Album Ari Reda perdana, Becoming Dew, dirilis pada 2007. Dalam album itu, Ari Reda menyanyikan puisi-puisi Sapardi Djoko Damono. Dalam album terbaru, Menyanyikan Puisi, kelompok ini memilih lebih banyak puisi karya sejumlah sastrawan untuk dinyanyikan. Lima puisi dalam album ini merupakan aransemen baru yang diciptakan M. Umar Muslim. "Karena kesibukan, kami menyerahkan musikalisasi puisi-puisi baru ke Umar Muslim," ujar Reda.

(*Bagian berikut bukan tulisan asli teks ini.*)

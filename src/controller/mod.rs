//! The interactive selection and action loop

pub mod interrupt;
pub mod menu;
pub mod prompts;

use std::future::Future;

use futures::StreamExt;
use tracing::{debug, info, warn};

use crate::config::Config;
use crate::core::{ActionResult, ContainerDetails, ContainerId, DockPickError, LogMode, Result};
use crate::docker::ContainerEngine;
use crate::selector::{Finder, Selection, Selector};
use crate::ui::{Console, Key, Theme};

pub use interrupt::{CtrlC, InterruptAfter, InterruptSource, NoInterrupt};
pub use menu::MenuAction;
use prompts::CommitInput;

/// Where the session is
#[derive(Debug, Clone, PartialEq, Eq)]
pub enum State {
    SelectingContainer,
    /// Carries the only session state: the selected container id
    ShowingActionMenu(ContainerId),
    /// An action finished; wait for a key before redrawing the menu
    AwaitingActionInput(ContainerId),
    Terminated(ExitReason),
}

/// Why the session ended; every reason maps to exit code 0
#[derive(Debug, Clone, Copy, PartialEq, Eq)]
pub enum ExitReason {
    Quit,
    NothingToSelect,
    Cancelled,
    Interrupted,
    /// Listing or selection failed and the user chose not to retry
    Aborted,
}

impl ExitReason {
    pub fn farewell(&self) -> &'static str {
        match self {
            ExitReason::Quit => "Goodbye!",
            ExitReason::NothingToSelect => "No containers found.",
            ExitReason::Cancelled => "No container selected. Goodbye!",
            ExitReason::Interrupted => "Interrupted. Goodbye!",
            ExitReason::Aborted => "Stopped after an error. Goodbye!",
        }
    }
}

/// Session knobs taken from configuration
#[derive(Debug, Clone)]
pub struct SessionSettings {
    pub include_stopped: bool,
    pub log_tail: usize,
    pub split_custom_command: bool,
}

impl SessionSettings {
    pub fn from_config(config: &Config) -> Self {
        Self {
            include_stopped: config.general.include_stopped,
            log_tail: config.general.log_tail,
            split_custom_command: config.exec.split_custom_command,
        }
    }
}

impl Default for SessionSettings {
    fn default() -> Self {
        Self::from_config(&Config::default())
    }
}

pub struct Controller<E, F, C>
where
    E: ContainerEngine,
    F: Finder,
    C: Console,
{
    engine: E,
    selector: Selector<F>,
    console: C,
    theme: Theme,
    settings: SessionSettings,
    interrupt: Box<dyn InterruptSource>,
    /// Message shown above the next menu render
    notice: Option<String>,
}

impl<E, F, C> Controller<E, F, C>
where
    E: ContainerEngine,
    F: Finder,
    C: Console,
{
    pub fn new(
        engine: E,
        selector: Selector<F>,
        console: C,
        theme: Theme,
        settings: SessionSettings,
        interrupt: Box<dyn InterruptSource>,
    ) -> Self {
        Self {
            engine,
            selector,
            console,
            theme,
            settings,
            interrupt,
            notice: None,
        }
    }

    pub fn console(&self) -> &C {
        &self.console
    }

    /// Drive the state machine until it terminates
    pub async fn run(&mut self) -> Result<ExitReason> {
        let mut state = State::SelectingContainer;
        loop {
            state = match state {
                State::Terminated(reason) => {
                    info!("Session terminated: {:?}", reason);
                    self.console.print(reason.farewell())?;
                    return Ok(reason);
                }
                other => self.step(other).await?,
            };
        }
    }

    /// Perform one transition
    pub async fn step(&mut self, state: State) -> Result<State> {
        debug!("Entering state {:?}", state);
        match state {
            State::SelectingContainer => self.select_container().await,
            State::ShowingActionMenu(id) => self.show_menu(id).await,
            State::AwaitingActionInput(id) => {
                self.console.pause(&self.theme.notice("Press any key to continue..."))?;
                Ok(State::ShowingActionMenu(id))
            }
            State::Terminated(reason) => Ok(State::Terminated(reason)),
        }
    }

    async fn select_container(&mut self) -> Result<State> {
        self.notice = None;

        let Some(listed) = self
            .interruptible(self.engine.list_containers(self.settings.include_stopped))
            .await
        else {
            return Ok(State::Terminated(ExitReason::Interrupted));
        };
        let containers = match listed {
            Ok(containers) => containers,
            Err(e) => return self.selection_failed("Could not list containers", e),
        };

        let selection = match self.selector.select_one(&containers).await {
            Ok(selection) => selection,
            Err(e) => return self.selection_failed("Container selection failed", e),
        };

        let next = match selection {
            Selection::Chosen(container) => State::ShowingActionMenu(container.id),
            Selection::Empty => State::Terminated(ExitReason::NothingToSelect),
            Selection::Cancelled => State::Terminated(ExitReason::Cancelled),
        };
        Ok(next)
    }

    /// Report a failure at the top of the loop and let the user retry or leave
    fn selection_failed(&mut self, what: &str, error: DockPickError) -> Result<State> {
        warn!("{}: {}", what, error);
        self.console
            .print(&self.theme.failure(&format!("{}: {}", what, error.user_message())))?;
        self.console
            .print(&self.theme.notice("Press r to retry, any other key to quit"))?;

        let next = match self.console.read_key()? {
            Key::Char('r') | Key::Char('R') => State::SelectingContainer,
            Key::Interrupt => State::Terminated(ExitReason::Interrupted),
            _ => State::Terminated(ExitReason::Aborted),
        };
        Ok(next)
    }

    async fn show_menu(&mut self, id: ContainerId) -> Result<State> {
        // A previous action may have changed name or status
        let Some(inspected) = self.interruptible(self.engine.inspect(&id)).await else {
            return Ok(State::Terminated(ExitReason::Interrupted));
        };
        let details = match inspected {
            Ok(details) => details,
            Err(e) => {
                warn!("Container {} is no longer available: {}", id, e);
                self.console.print(&self.theme.failure(&format!(
                    "Container {} is no longer available: {}",
                    id,
                    e.user_message()
                )))?;
                self.console.pause(&self.theme.notice("Press any key to return to the list..."))?;
                return Ok(State::SelectingContainer);
            }
        };

        self.console.clear()?;
        for line in menu::render_menu(&details, &self.theme) {
            self.console.print(&line)?;
        }
        if let Some(notice) = self.notice.take() {
            self.console.print("")?;
            self.console.print(&notice)?;
        }

        let key = self.console.read_key()?;
        if key == Key::Interrupt {
            return Ok(State::Terminated(ExitReason::Interrupted));
        }

        match MenuAction::from_key(key) {
            Some(action) => {
                info!("Action {:?} on {}", action, id);
                self.dispatch(action, id, &details).await
            }
            None => {
                debug!("Unrecognized menu key {:?}", key);
                let shown = match key {
                    Key::Char(c) => format!("'{}'", c),
                    other => format!("{:?}", other),
                };
                self.notice = Some(self.theme.notice(&format!("Invalid choice {}", shown)));
                Ok(State::ShowingActionMenu(id))
            }
        }
    }

    async fn dispatch(
        &mut self,
        action: MenuAction,
        id: ContainerId,
        details: &ContainerDetails,
    ) -> Result<State> {
        match action {
            MenuAction::Start => {
                let result = self.act("Start", self.engine.start(&id)).await;
                self.report(&result)?;
                Ok(State::AwaitingActionInput(id))
            }
            MenuAction::Restart => {
                self.console.busy(&format!("Restarting {}...", details.name));
                let result = self.act("Restart", self.engine.restart(&id)).await;
                self.console.idle();
                self.report(&result)?;
                Ok(State::AwaitingActionInput(id))
            }
            MenuAction::Stop | MenuAction::Remove => {
                let result = if action == MenuAction::Stop {
                    self.console.busy(&format!("Stopping {}...", details.name));
                    self.act("Stop", self.engine.stop(&id)).await
                } else {
                    self.act("Remove", self.engine.remove(&id)).await
                };
                self.console.idle();
                self.report(&result)?;
                self.console.pause(&self.theme.notice("Press any key to return to the list..."))?;
                Ok(State::SelectingContainer)
            }
            MenuAction::Logs => {
                let tail = self.settings.log_tail;
                let Some(mode) = prompts::log_mode(&mut self.console, &self.theme, tail)? else {
                    return Ok(State::ShowingActionMenu(id));
                };
                self.show_logs(&id, &details.name, mode).await?;
                Ok(State::AwaitingActionInput(id))
            }
            MenuAction::Export => {
                let Some(path) = prompts::export_path(&mut self.console, &details.name)? else {
                    self.notice = Some(self.theme.notice("Export cancelled"));
                    return Ok(State::ShowingActionMenu(id));
                };
                self.console.busy(&format!("Exporting {} to {}...", details.name, path.display()));
                let result = self.act("Export", self.engine.export_to_file(&id, &path)).await;
                self.console.idle();
                self.report(&result)?;
                Ok(State::AwaitingActionInput(id))
            }
            MenuAction::Commit => {
                match prompts::commit_target(&mut self.console, &self.theme)? {
                    CommitInput::Target { name, tag } => {
                        self.console
                            .busy(&format!("Committing {} as {}:{}...", details.name, name, tag));
                        let result = self
                            .act("Commit", self.engine.commit_to_image(&id, &name, &tag))
                            .await;
                        self.console.idle();
                        self.report(&result)?;
                    }
                    CommitInput::MissingName => {
                        self.report(&ActionResult::failure(
                            "Image name is required; nothing was committed",
                        ))?;
                    }
                    CommitInput::Cancelled => {
                        self.notice = Some(self.theme.notice("Commit cancelled"));
                        return Ok(State::ShowingActionMenu(id));
                    }
                }
                Ok(State::AwaitingActionInput(id))
            }
            MenuAction::Shell => {
                self.console.print(&format!("Opening a shell in {}...", details.name))?;
                let result = self.act("Shell", self.engine.exec_interactive(&id, &[])).await;
                self.notice = Some(self.styled(&result));
                Ok(State::ShowingActionMenu(id))
            }
            MenuAction::Command => {
                let Some(argv) =
                    prompts::custom_command(&mut self.console, self.settings.split_custom_command)?
                else {
                    self.notice = Some(self.theme.notice("Command cancelled"));
                    return Ok(State::ShowingActionMenu(id));
                };
                if argv.is_empty() {
                    self.notice = Some(self.theme.notice("No command entered"));
                    return Ok(State::ShowingActionMenu(id));
                }
                let result = self.act("Command", self.engine.exec_interactive(&id, &argv)).await;
                self.report(&result)?;
                Ok(State::AwaitingActionInput(id))
            }
            MenuAction::Back => Ok(State::SelectingContainer),
            MenuAction::Quit => Ok(State::Terminated(ExitReason::Quit)),
        }
    }

    async fn show_logs(&mut self, id: &str, name: &str, mode: LogMode) -> Result<()> {
        self.console.clear()?;
        self.console
            .print(&self.theme.title(&format!("Logs for {} ({})", name, mode)))?;
        if mode.follows() {
            self.console
                .print(&self.theme.notice("Following; press Ctrl-C to stop"))?;
        }

        let mut stream = self.engine.stream_logs(id, mode);
        let mut interrupt = self.interrupt.next();
        let mut lines = 0usize;

        loop {
            tokio::select! {
                _ = &mut interrupt => {
                    info!("Log stream for {} interrupted after {} lines", id, lines);
                    self.console.print(&self.theme.notice("Stopped following logs"))?;
                    break;
                }
                next = stream.next() => match next {
                    Some(Ok(line)) => {
                        lines += 1;
                        self.console.print(&line)?;
                    }
                    Some(Err(e)) => {
                        self.report(&ActionResult::failure(format!(
                            "Logs failed: {}",
                            e.user_message()
                        )))?;
                        break;
                    }
                    None => {
                        debug!("Log stream for {} ended after {} lines", id, lines);
                        if lines == 0 {
                            self.console.print(&self.theme.notice("(no log output)"))?;
                        }
                        break;
                    }
                },
            }
        }
        Ok(())
    }

    /// Await an engine call unless an interrupt arrives first
    async fn interruptible<T>(&self, operation: impl Future<Output = T>) -> Option<T> {
        let interrupt = self.interrupt.next();
        tokio::select! {
            value = operation => Some(value),
            _ = interrupt => None,
        }
    }

    async fn act(
        &self,
        action: &str,
        operation: impl Future<Output = ActionResult>,
    ) -> ActionResult {
        match self.interruptible(operation).await {
            Some(result) => result,
            None => {
                info!("{} interrupted", action);
                ActionResult::failure(format!("{} interrupted", action))
            }
        }
    }

    fn styled(&self, result: &ActionResult) -> String {
        if result.succeeded {
            self.theme.success(&format!("✓ {}", result.message))
        } else {
            self.theme.failure(&format!("✗ {}", result.message))
        }
    }

    fn report(&mut self, result: &ActionResult) -> Result<()> {
        let line = self.styled(result);
        self.console.print(&line)
    }
}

Selain bermusik, Reda hingga saat ini aktif sebagai praktisi komunikasi di salah satu perusahaan energi multinasional. Ari Malibu, yang dulu tergabung dalam Last Few Minutes, juga memiliki kesibukan yang tak kalah tinggi. Meski demikian, kelompok ini menjadwalkan konser di Teater Kecil Taman Ismail Marzuki, Jakarta, pada 26-27 Januari mendatang.

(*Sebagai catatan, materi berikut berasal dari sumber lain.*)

//! External fuzzy finder process

use std::process::Stdio;

use async_trait::async_trait;
use tokio::io::AsyncWriteExt;
use tracing::{debug, info};

use crate::config::FinderConfig;
use crate::core::{Result, UiError};

/// fzf exits with 1 when nothing matched and 130 when the user aborted
const EXIT_NO_MATCH: i32 = 1;
const EXIT_ABORTED: i32 = 130;

/// What the finder should show
#[derive(Debug, Clone, PartialEq, Eq)]
pub struct FinderRequest {
    /// Tab-separated rows; the first field is the row key
    pub rows: Vec<String>,
    pub header: String,
    /// Shell command run per highlighted row, `{1}` replaced by its key
    pub preview: String,
}

/// The fuzzy-selection collaborator: show rows, return the chosen one
#[cfg_attr(test, mockall::automock)]
#[async_trait]
pub trait Finder: Send + Sync {
    /// `None` when the user cancelled without choosing
    async fn pick(&self, request: &FinderRequest) -> Result<Option<String>>;
}

/// `Finder` backed by an `fzf`-compatible binary
pub struct Fzf {
    config: FinderConfig,
}

impl Fzf {
    pub fn new(config: FinderConfig) -> Self {
        Self { config }
    }

    fn args(&self, request: &FinderRequest) -> Vec<String> {
        vec![
            "--ansi".to_string(),
            "--no-multi".to_string(),
            "--layout=reverse".to_string(),
            "--delimiter=\t".to_string(),
            format!("--height={}", self.config.height),
            format!("--prompt={}", self.config.prompt),
            format!("--header={}", request.header),
            format!("--preview={}", request.preview),
            format!("--preview-window={}", self.config.preview_window),
        ]
    }
}

#[async_trait]
impl Finder for Fzf {
    async fn pick(&self, request: &FinderRequest) -> Result<Option<String>> {
        debug!("Launching {} with {} rows", self.config.binary, request.rows.len());

        let mut child = tokio::process::Command::new(&self.config.binary)
            .args(self.args(request))
            .stdin(Stdio::piped())
            .stdout(Stdio::piped())
            .stderr(Stdio::inherit())
            .kill_on_drop(true)
            .spawn()
            .map_err(|e| {
                UiError::Finder(format!("Failed to launch {}: {}", self.config.binary, e))
            })?;

        if let Some(mut stdin) = child.stdin.take() {
            let mut input = request.rows.join("\n");
            input.push('\n');
            // The finder may close before reading every row
            if let Err(e) = stdin.write_all(input.as_bytes()).await {
                if e.kind() != std::io::ErrorKind::BrokenPipe {
                    return Err(e.into());
                }
            }
        }

        let output = child.wait_with_output().await?;
        match output.status.code() {
            Some(0) => {
                let chosen = String::from_utf8_lossy(&output.stdout)
                    .lines()
                    .next()
                    .map(str::to_string)
                    .filter(|l| !l.trim().is_empty());
                Ok(chosen)
            }
            Some(EXIT_NO_MATCH) | Some(EXIT_ABORTED) => {
                info!("Finder closed without a selection");
                Ok(None)
            }
            code => Err(UiError::Finder(format!(
                "{} exited with {:?}",
                self.config.binary, code
            ))
            .into()),
        }
    }
}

Album Menyanyikan Puisi merupakan album yang menampilkan kesederhanaan musik Ari Reda. Vokal Reda yang sesekali diiringi Ari saling berpilin dengan petikan gitar akustik Ari. Namun, pada beberapa hal, musik yang mereka mainkan bukanlah musik yang mudah. Permainan nada dan irama beserta puisi harus saling berpadu, memperkuat makna sekaligus tetap setia pada bait-bait yang sudah tercatat. "Kami tidak boleh menambahkan satu kata pun. Bahkan untuk kata seperti 'yang' atau 'di'," kata Reda.

Puisi Kupu-kupu karya Mohammad Zain Saidi atau Mozasa merupakan salah satu lagu yang paling menyenangkan didengar dalam album ini. Kupu-kupu bersama dengan Lanskap dan Bunga-bunga di Halaman (keduanya merupakan karya Sapardi Djoko Damono) menggunakan nada-nada riang. Dalam Engkau Menunggu Kemarau dan Tuhan Kita Begitu Dekat, iramanya memberikan nuansa religiositas yang sama dengan makna dari puisi karya Abdul Hadi W.M. itu.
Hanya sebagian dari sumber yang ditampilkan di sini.